Instead of a single large thrust in the Muddy Mountain area, Nevada, as reported from earlier field study, the writer distinguishes two superposed thrusts which may represent distinct orogenic episodes separated by a considerable time interval. Both thrusts “root” to the west. The structurally lower thrust (for which the name Muddy Mountain thrust is retained) is the more extensive; as reported previously, it has brought Paleozoic carbonate formations over Jurassic sandstone, with the heave-component of slip at least 15 miles. The higher thrust (here called the Glendale thrust) has heave-displacement of at least 5 miles. Together with associated smaller thrusts, it involves formations of early Upper Cretaceous age, as well as thick piedmont deposits that may be considerably younger. “Orogenic deposits” several thousand feet thick were laid down in front of the Glendale thrust as it advanced. Accurate dating of these strata would give an exceptional record of structural events.
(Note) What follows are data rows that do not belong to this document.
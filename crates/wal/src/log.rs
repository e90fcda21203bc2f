//! Multi-file redo log (§4.10, §6): sequentially numbered files in one
//! directory (`P.redo.N`), rotated on checkpoint, replayed in two passes —
//! a scanner pass that finds the highest committed transaction id, then an
//! applier pass that replays only committed-prefix operations.

use std::collections::HashSet;
use std::fs;
use std::path::{Path, PathBuf};
use std::sync::atomic::{AtomicU64, Ordering};

use parking_lot::Mutex;
use tracing::{debug, info};

use fathom_common::{DurabilityMode, IndexId, Lsn, RedoOp, RedoRecord, Result, TxnId};
use fathom_txn::RedoSink;

use crate::reader::RedoLogReader;
use crate::writer::RedoLogWriter;

fn file_name(base: &str, number: u64) -> String {
    format!("{base}.redo.{number}")
}

fn file_path(dir: &Path, base: &str, number: u64) -> PathBuf {
    dir.join(file_name(base, number))
}

/// Highest `P.redo.N` file number already present in `dir`, or `0` if none.
fn highest_existing_file(dir: &Path, base: &str) -> Result<u64> {
    let prefix = format!("{base}.redo.");
    let mut highest = 0u64;
    if dir.exists() {
        for entry in fs::read_dir(dir)? {
            let entry = entry?;
            let name = entry.file_name();
            let name = name.to_string_lossy();
            if let Some(suffix) = name.strip_prefix(&prefix) {
                if let Ok(n) = suffix.parse::<u64>() {
                    highest = highest.max(n);
                }
            }
        }
    }
    Ok(highest)
}

struct Inner {
    file_number: u64,
    writer: RedoLogWriter,
}

/// A redo log backed by a directory of sequentially numbered files. Only one
/// file is ever written to; older files are retained until the caller (the
/// checkpointer) confirms it is safe to delete them.
pub struct RedoLog {
    dir: PathBuf,
    base: String,
    inner: Mutex<Inner>,
    next_lsn: AtomicU64,
}

impl RedoLog {
    /// Open the log rooted at `dir`, continuing from the highest-numbered
    /// existing file (or starting file `1` if the directory is empty).
    pub fn open(dir: impl AsRef<Path>, base: &str) -> Result<Self> {
        let dir = dir.as_ref().to_path_buf();
        fs::create_dir_all(&dir)?;
        let mut file_number = highest_existing_file(&dir, base)?;
        if file_number == 0 {
            file_number = 1;
        }
        let path = file_path(&dir, base, file_number);
        let writer = RedoLogWriter::open(&path)?;
        debug!(?path, "opened redo log file");
        Ok(Self {
            dir,
            base: base.to_string(),
            inner: Mutex::new(Inner { file_number, writer }),
            next_lsn: AtomicU64::new(0),
        })
    }

    /// The file number currently being written to.
    pub fn active_file_number(&self) -> u64 {
        self.inner.lock().file_number
    }

    /// Restore the LSN counter after recovery so newly appended records
    /// continue the sequence rather than restarting at 1.
    pub fn set_next_lsn(&self, highest_seen: Lsn) {
        self.next_lsn.store(highest_seen, Ordering::SeqCst);
    }

    fn append_record(&self, op: RedoOp) -> Result<Lsn> {
        let lsn = self.next_lsn.fetch_add(1, Ordering::SeqCst) + 1;
        let mut inner = self.inner.lock();
        inner.writer.append(&RedoRecord { lsn, op })?;
        Ok(lsn)
    }

    /// Write an `EndFile` marker to the current file and start a new
    /// sequentially numbered one. The old file may only be deleted once the
    /// next checkpoint completes successfully (§4.12).
    pub fn open_new_file(&self) -> Result<u64> {
        let mut inner = self.inner.lock();
        let lsn = self.next_lsn.fetch_add(1, Ordering::SeqCst) + 1;
        inner.writer.append(&RedoRecord { lsn, op: RedoOp::EndFile })?;
        inner.writer.sync()?;

        let next_number = inner.file_number + 1;
        let path = file_path(&self.dir, &self.base, next_number);
        inner.writer = RedoLogWriter::open(&path)?;
        inner.file_number = next_number;
        info!(file_number = next_number, "rotated redo log");
        Ok(next_number)
    }

    /// Delete a retired file by number. Called by the checkpointer only
    /// after the new header has been committed.
    pub fn delete_file(&self, number: u64) -> Result<()> {
        let path = file_path(&self.dir, &self.base, number);
        if path.exists() {
            fs::remove_file(path)?;
        }
        Ok(())
    }

    /// Run the two-pass recovery protocol over every `base.redo.*` file
    /// found in `dir`, in file-number order, applying committed-prefix
    /// mutations through `visit`. Returns the highest LSN observed so the
    /// caller can resume the sequence via [`Self::set_next_lsn`].
    pub fn recover(dir: impl AsRef<Path>, base: &str, visit: &mut dyn RecoveryVisitor) -> Result<Lsn> {
        let dir = dir.as_ref();
        let highest_file = highest_existing_file(dir, base)?;
        if highest_file == 0 {
            return Ok(0);
        }

        let mut committed = HashSet::new();
        let mut highest_lsn = 0;
        for number in 1..=highest_file {
            let path = file_path(dir, base, number);
            if !path.exists() {
                continue;
            }
            let mut reader = RedoLogReader::open(&path)?;
            for record in reader.scan_all()? {
                highest_lsn = highest_lsn.max(record.lsn);
                if let RedoOp::TxnCommitFinal { txn_id } = record.op {
                    committed.insert(txn_id);
                }
            }
        }
        debug!(committed = committed.len(), highest_lsn, "redo scan pass complete");

        for number in 1..=highest_file {
            let path = file_path(dir, base, number);
            if !path.exists() {
                continue;
            }
            let mut reader = RedoLogReader::open(&path)?;
            for record in reader.scan_all()? {
                apply_if_committed(&record.op, &committed, visit)?;
            }
        }
        info!(highest_lsn, files = highest_file, "redo applier pass complete");
        Ok(highest_lsn)
    }
}

fn apply_if_committed(op: &RedoOp, committed: &HashSet<TxnId>, visit: &mut dyn RecoveryVisitor) -> Result<()> {
    match op {
        RedoOp::Store { index_id, key, value } => visit.store(*index_id, key, Some(value)),
        RedoOp::Clear { index_id, key } => visit.store(*index_id, key, None),
        RedoOp::TxnStore {
            txn_id,
            index_id,
            key,
            value,
        } => {
            if committed.contains(txn_id) {
                visit.store(*index_id, key, value.as_deref())
            } else {
                Ok(())
            }
        }
        RedoOp::Timestamp(_)
        | RedoOp::TxnEnter { .. }
        | RedoOp::TxnRollback { .. }
        | RedoOp::TxnCommit { .. }
        | RedoOp::TxnCommitFinal { .. }
        | RedoOp::TxnTrashFragmented { .. }
        | RedoOp::EndFile => Ok(()),
    }
}

impl RedoSink for RedoLog {
    fn append(&self, op: RedoOp) -> Result<Lsn> {
        self.append_record(op)
    }

    fn sync(&self, mode: DurabilityMode) -> Result<()> {
        match mode {
            DurabilityMode::Sync => self.inner.lock().writer.sync(),
            DurabilityMode::NoSync | DurabilityMode::NoFlush => self.inner.lock().writer.flush(),
            DurabilityMode::NoLog => Ok(()),
        }
    }
}

/// Applies recovered mutations to the live tree state. Implemented by the
/// database layer, which knows how to resolve an index id to a tree and
/// perform a plain (untransacted) cursor store — recovery runs single
/// threaded before any transaction can observe the database.
pub trait RecoveryVisitor {
    fn store(&mut self, index_id: IndexId, key: &[u8], value: Option<&[u8]>) -> Result<()>;
}

#[cfg(test)]
mod tests {
    use super::*;
    use std::collections::HashMap;

    struct RecordingVisitor {
        applied: Vec<(IndexId, Vec<u8>, Option<Vec<u8>>)>,
    }

    impl RecoveryVisitor for RecordingVisitor {
        fn store(&mut self, index_id: IndexId, key: &[u8], value: Option<&[u8]>) -> Result<()> {
            self.applied.push((index_id, key.to_vec(), value.map(|v| v.to_vec())));
            Ok(())
        }
    }

    #[test]
    fn rotation_creates_new_sequential_file() {
        let dir = tempfile::tempdir().unwrap();
        let log = RedoLog::open(dir.path(), "t").unwrap();
        assert_eq!(log.active_file_number(), 1);
        log.append(RedoOp::Store {
            index_id: 16,
            key: b"a".to_vec(),
            value: b"1".to_vec(),
        })
        .unwrap();
        log.open_new_file().unwrap();
        assert_eq!(log.active_file_number(), 2);
        assert!(dir.path().join("t.redo.1").exists());
        assert!(dir.path().join("t.redo.2").exists());
    }

    #[test]
    fn reopen_continues_from_highest_existing_file() {
        let dir = tempfile::tempdir().unwrap();
        {
            let log = RedoLog::open(dir.path(), "t").unwrap();
            log.open_new_file().unwrap();
            log.open_new_file().unwrap();
        }
        let log = RedoLog::open(dir.path(), "t").unwrap();
        assert_eq!(log.active_file_number(), 3);
    }

    #[test]
    fn recovery_skips_uncommitted_transaction() {
        let dir = tempfile::tempdir().unwrap();
        {
            let log = RedoLog::open(dir.path(), "t").unwrap();
            log.append(RedoOp::TxnEnter { txn_id: 1 }).unwrap();
            log.append(RedoOp::TxnStore {
                txn_id: 1,
                index_id: 16,
                key: b"committed".to_vec(),
                value: Some(b"yes".to_vec()),
            })
            .unwrap();
            log.append(RedoOp::TxnCommit { txn_id: 1 }).unwrap();
            log.append(RedoOp::TxnCommitFinal { txn_id: 1 }).unwrap();

            log.append(RedoOp::TxnEnter { txn_id: 2 }).unwrap();
            log.append(RedoOp::TxnStore {
                txn_id: 2,
                index_id: 16,
                key: b"rolled_back".to_vec(),
                value: Some(b"no".to_vec()),
            })
            .unwrap();
            log.sync(DurabilityMode::Sync).unwrap();
        }

        let mut visitor = RecordingVisitor { applied: Vec::new() };
        RedoLog::recover(dir.path(), "t", &mut visitor).unwrap();

        assert_eq!(visitor.applied.len(), 1);
        assert_eq!(visitor.applied[0].1, b"committed".to_vec());
    }

    #[test]
    fn recovery_spans_rotated_files() {
        let dir = tempfile::tempdir().unwrap();
        {
            let log = RedoLog::open(dir.path(), "t").unwrap();
            log.append(RedoOp::Store {
                index_id: 16,
                key: b"a".to_vec(),
                value: b"1".to_vec(),
            })
            .unwrap();
            log.open_new_file().unwrap();
            log.append(RedoOp::Store {
                index_id: 16,
                key: b"b".to_vec(),
                value: b"2".to_vec(),
            })
            .unwrap();
            log.sync(DurabilityMode::Sync).unwrap();
        }

        let mut visitor = RecordingVisitor { applied: Vec::new() };
        RedoLog::recover(dir.path(), "t", &mut visitor).unwrap();
        let keys: HashMap<_, _> = visitor
            .applied
            .into_iter()
            .map(|(_, k, v)| (k, v))
            .collect();
        assert_eq!(keys.get(&b"a".to_vec()), Some(&Some(b"1".to_vec())));
        assert_eq!(keys.get(&b"b".to_vec()), Some(&Some(b"2".to_vec())));
    }
}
Conglomerate at the base of the Upper Cretaceous section, containing boulders and cobbles derived from resistant units in older systems as low as the Permian, indicates earlier strong deformation not far west of the Muddy Mountain area. This earlier orogenic episode may have included development of the Muddy Mountain and other large thrusts in the region which are not known to involve formations younger than Jurassic. Therefore the earlier orogeny can now be dated merely as post-Jurassic and pre-Upper Cretaceous.
Overturned and faulted folds associated with the Glendale thrust rival in complexity some structural features of the Swiss Alps. Important transverse faults with large strike-slip component pose problems of origin; the largest of these displaces the Muddy Mountain thrust plate as much as 2 miles vertically and may be genetically related to the Glendale thrust. Numerous normal faults, variously oriented, bear witness to movements ranging in date from the Glendale thrusting episode to late Cenozoic time.